Ignore duplicate input archive entries #119

scottmarlow · 2020-11-02T17:28:00Z

https://issues.redhat.com/browse/WFLY-14014 is for a Jakarta EE 9 Platform TCK test archive that contains duplicate classes. I'm thinking that we could catch/log/ignore duplicate classes such as java.util.zip.ZipException: duplicate entry: com/sun/ts/tests/servlet/api/jakarta_servlet/singlethreadmodel/STMClientServlet$ThreadClient$TestThread.class

The text was updated successfully, but these errors were encountered:

scottmarlow · 2020-11-02T18:58:44Z

Or we could track already put class names in a HashSet, will create a pr for that.

bjhargrave · 2020-11-02T19:02:43Z

This seems like garbage-in, garbage-out. That is, the input jar file is malformed. It should not have duplicate entries. It seems the best solution is to fix the input jar so that it is not malformed.

I don't think it is valid for the transformer to ignore duplicate entries in the input. Which of the duplicate entries is the correct entry? First, last, middle?

The proper solution is to fix the malformed Jakarta EE 9 Platform TCK test archive.

scottmarlow · 2020-11-02T19:45:43Z

This seems like garbage-in, garbage-out. That is, the input jar file is malformed. It should not have duplicate entries. It seems the best solution is to fix the input jar so that it is not malformed.

I don't think it is valid for the transformer to ignore duplicate entries in the input. Which of the duplicate entries is the correct entry? First, last, middle?

I agree in that it hides the case when the entries are not duplicates, however, this is an under-specified area in terms of Jakarta EE requirements for a very long time. It also does seem like a mismatch between what jars allow and what java.util.zip.ZipOutputStream allows which may be different than what the Jakarta EE implementation classloader does.

The proper solution is to fix the malformed Jakarta EE 9 Platform TCK test archive.

It is too late in the Jakarta EE 9 Platform TCK schedule to make those change, however that is only my current use case.

If someone is trying to transform a large Jakarta EE 8 application to EE 9, they may not have the ability to update their application archive (or may not want to).

https://github.com/scottmarlow/transformer-1/tree/issues_119_ignoreduplicate is the potential workaround.

bjhargrave · 2020-11-02T20:12:20Z

While the Zip File specification may allow duplicate entries, I don't think there is any support for this in the Java JAR File specification. Individual sections of the manifest do not permit duplicate entries.

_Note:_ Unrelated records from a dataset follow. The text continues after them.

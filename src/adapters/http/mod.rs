//! HTTP Adapters
//!
//! Outbound HTTP used to fetch probe targets.

pub mod client;

pub use client::{HttpFetcher, HttpFetcherConfig};
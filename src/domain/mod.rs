//! Domain layer - Digests, targets and observations.
//!
//! Pure logic with no I/O (hexagonal architecture inner ring).
//! Everything here is testable without a network or a runtime.

pub mod digest;
pub mod target;

// Re-export core types for convenience
pub use digest::{digest, digests_match, DIGEST_HEX_LEN};
pub use target::{FetchError, FetchOutcome, Observation, TargetSpec, TargetState};
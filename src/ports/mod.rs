//! Ports Layer - Hexagonal Architecture Boundaries
//!
//! Defines the interfaces (traits) that the use-case layer requires
//! from the outside world. Adapters implement these traits.
//!
//! Port categories:
//! - `Fetcher`: HTTP retrieval of probe targets

pub mod fetcher;

pub use fetcher::Fetcher;
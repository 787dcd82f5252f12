//! hashcheck-exporter — Library Root
//!
//! Fetches HTTP(S) resources, digests their bodies and exposes the
//! results as Prometheus metrics. Re-exports all modules for
//! integration tests and benchmarks.

pub mod adapters;
pub mod config;
pub mod domain;
pub mod ports;
pub mod usecases;
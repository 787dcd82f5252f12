//! Use Cases Layer - Application Business Logic
//!
//! Orchestrates domain logic with port interfaces to implement
//! the exporter's workflows.
//!
//! Use cases:
//! - `probe`: fetch one target and record an observation
//! - `scheduler`: bounded worker pool running a probe batch
//! - `watcher`: persistent target set with permanent metric handles
//! - `scrape`: per-mode probe-then-render pipeline

pub mod probe;
pub mod scheduler;
pub mod scrape;
pub mod watcher;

It is too late in the Jakarta EE 9 Platform TCK schedule to make those change

Perhaps, but it seems fairly easy to delete the duplicate entry from the archive.

Also, I would have assumed the Jakarta EE 9 TCK would be using the jakarta.* package names already, no? So why would this archive need transformation?

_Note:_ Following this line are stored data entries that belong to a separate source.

//! Probe Pipeline Benchmarks — Hot-Path Performance Validation
//!
//! Benchmarks digesting, observation recording and a full scheduled
//! probe batch against an in-memory fetcher.
//!
//! Run with: cargo bench --bench probe_bench

use std::sync::Arc;
use std::time::Duration;

use async_trait::async_trait;
use criterion::{black_box, criterion_group, criterion_main, BenchmarkId, Criterion, Throughput};

use hashcheck_exporter::domain::{digest, FetchOutcome, TargetSpec, TargetState};
use hashcheck_exporter::ports::Fetcher;
use hashcheck_exporter::usecases::probe::probe_target;
use hashcheck_exporter::usecases::scheduler::ProbeScheduler;

struct InMemory(Vec<u8>);

#[async_trait]
impl Fetcher for InMemory {
    async fn fetch(&self, _url: &str) -> FetchOutcome {
        FetchOutcome::Complete {
            elapsed: Duration::ZERO,
            status: 200,
            body: self.0.clone(),
        }
    }
}

/// Benchmark SHA-256 digesting for typical body sizes.
fn bench_digest(c: &mut Criterion) {
    let mut group = c.benchmark_group("digest");
    for size in [1024usize, 64 * 1024, 1024 * 1024] {
        let body = vec![0x5au8; size];
        group.throughput(Throughput::Bytes(size as u64));
        group.bench_with_input(BenchmarkId::from_parameter(size), &body, |b, body| {
            b.iter(|| digest(black_box(body)));
        });
    }
    group.finish();
}

/// Benchmark folding one fetch outcome into target state.
fn bench_record(c: &mut Criterion) {
    let body = vec![0x5au8; 16 * 1024];
    let mut state = TargetState::new(TargetSpec::new("http://a.test/", Some(digest(&body))));

    c.bench_function("record_16k_verified", |b| {
        b.iter(|| {
            state.record(FetchOutcome::Complete {
                elapsed: Duration::ZERO,
                status: 200,
                body: black_box(body.clone()),
            })
        });
    });
}

/// Benchmark a 100-target batch through the bounded worker pool.
fn bench_scheduler_batch(c: &mut Criterion) {
    let runtime = tokio::runtime::Runtime::new().unwrap();
    let fetcher = Arc::new(InMemory(vec![0x5au8; 4096]));

    let mut group = c.benchmark_group("probe_batch_100");
    for workers in [1usize, 5, 20] {
        let scheduler = ProbeScheduler::new(workers);
        group.bench_with_input(BenchmarkId::from_parameter(workers), &scheduler, |b, scheduler| {
            b.to_async(&runtime).iter(|| {
                let fetcher = Arc::clone(&fetcher);
                let states: Vec<TargetState> = (0..100)
                    .map(|i| TargetState::new(TargetSpec::observe(format!("http://t{i}.test/"))))
                    .collect();
                async move {
                    scheduler
                        .run_all(states, move |mut state| {
                            let fetcher = Arc::clone(&fetcher);
                            async move { probe_target(fetcher.as_ref(), &mut state).await }
                        })
                        .await
                }
            });
        });
    }
    group.finish();
}

criterion_group!(benches, bench_digest, bench_record, bench_scheduler_batch);
criterion_main!(benches);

https://github.com/scottmarlow/transformer-1/tree/issues_119_ignoreduplicate is the potential workaround.

This just silently ignores later duplicate entries. If the solution is to ignore later duplicate entries, wouldn't it be better to elide the duplicate entries up front before transformation to avoid other potential failures due to errors in transforming the later duplicate entries that will end up being ignored?

I would think we should have an option to enable this ignoring so that users must opt-in to this behavior. That is, the default behavior should be the current behavior where duplicate entries are a failure.

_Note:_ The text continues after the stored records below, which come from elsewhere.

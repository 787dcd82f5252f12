//! Content Digest - SHA-256 Fingerprint of Response Bodies
//!
//! Every probed body is reduced to a lowercase hex SHA-256 digest.
//! The output is always 64 characters, including for empty input.

/// Length in hex characters of every digest produced by [`digest`].
pub const DIGEST_HEX_LEN: usize = 64;

/// Compute the lowercase hex SHA-256 digest of `bytes`.
pub fn digest(bytes: &[u8]) -> String {
    hex::encode(hmac_sha256::Hash::hash(bytes))
}

/// Case-insensitive comparison of two hex digests.
pub fn digests_match(actual: &str, expected: &str) -> bool {
    actual.eq_ignore_ascii_case(expected)
}

#[cfg(test)]
mod tests {
    use super::*;

    #[test]
    fn test_empty_input_digest() {
        assert_eq!(
            digest(b""),
            "e3b0c44298fc1c149afbf4c8996fb92427ae41e4649b934ca495991b7852b855"
        );
    }

    #[test]
    fn test_known_digest() {
        assert_eq!(
            digest(b"data"),
            "3a6eb0790f39ac87c94f3856b2dd2c5d110e6811602261a9a923d3bb23adc8b7"
        );
    }

    #[test]
    fn test_digest_is_lowercase_fixed_length() {
        let d = digest(&[0xffu8; 4096]);
        assert_eq!(d.len(), DIGEST_HEX_LEN);
        assert!(d.chars().all(|c| c.is_ascii_digit() || ('a'..='f').contains(&c)));
    }

    #[test]
    fn test_digests_match_ignores_case() {
        let d = digest(b"data");
        assert!(digests_match(&d, &d.to_uppercase()));
        assert!(!digests_match(&d, "abcdef"));
    }
}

scottmarlow · 2020-11-02T20:37:39Z

While the Zip File specification may allow duplicate entries, I don't think there is any support for this in the Java JAR File specification. Individual sections of the manifest do not permit duplicate entries.

It is too late in the Jakarta EE 9 Platform TCK schedule to make those change

Perhaps, but it seems fairly easy to delete the duplicate entry from the archive.

Yes, that is definitely one of the workarounds/solutions.

Also, I would have assumed the Jakarta EE 9 TCK would be using the jakarta.* package names already, no? So why would this archive need transformation?

I agree that it is definitely a no-op operation to transform an (already) EE 9 application to EE 9.

https://github.com/scottmarlow/transformer-1/tree/issues_119_ignoreduplicate is the potential workaround.

This just silently ignores later duplicate entries. If the solution is to ignore later duplicate entries, wouldn't it be better to elide the duplicate entries up front before transformation to avoid other potential failures due to errors in transforming the later duplicate entries that will end up being ignored?

Yes, I agree.

Perhaps they could first run their application through a filter that eliminates duplicate classes.

I think that it is good that we are discussing this case here, as many users will hit this and they will wonder if they are hitting a bug or if there is really something wrong with their application.

The currently error message is java.util.zip.ZipException: duplicate entry: com/sun/ts/tests/servlet/api/jakarta_servlet/singlethreadmodel/STMClientServlet$ThreadClient$TestThread.class which probably could be improved to include the archive name and possibly the top level archive name as well.

I would think we should have an option to enable this ignoring so that users must opt-in to this behavior. That is, the default behavior should be the current behavior where duplicate entries are a failure.

👍

scottmarlow · 2020-11-03T18:53:53Z

Updated to fail by default unless system property "FAIL_DUPLICATE_ARCHIVE_ENTRIES" is true.

tbitonti · 2021-08-17T14:52:26Z

Duplicated by #156. I'm cancelling that, and have modified this issue to include any duplication within an archive. The problem is not specific to class type entries.

My tendency is to add an option that controls the behavior. For example:
-duplicatePolicy ignore warning error
-duplicateSelection first last
My preference is either warning or error, plus last. warning plus last seems to match the most typical behavior of other tools.
(I don't like those particular option names.)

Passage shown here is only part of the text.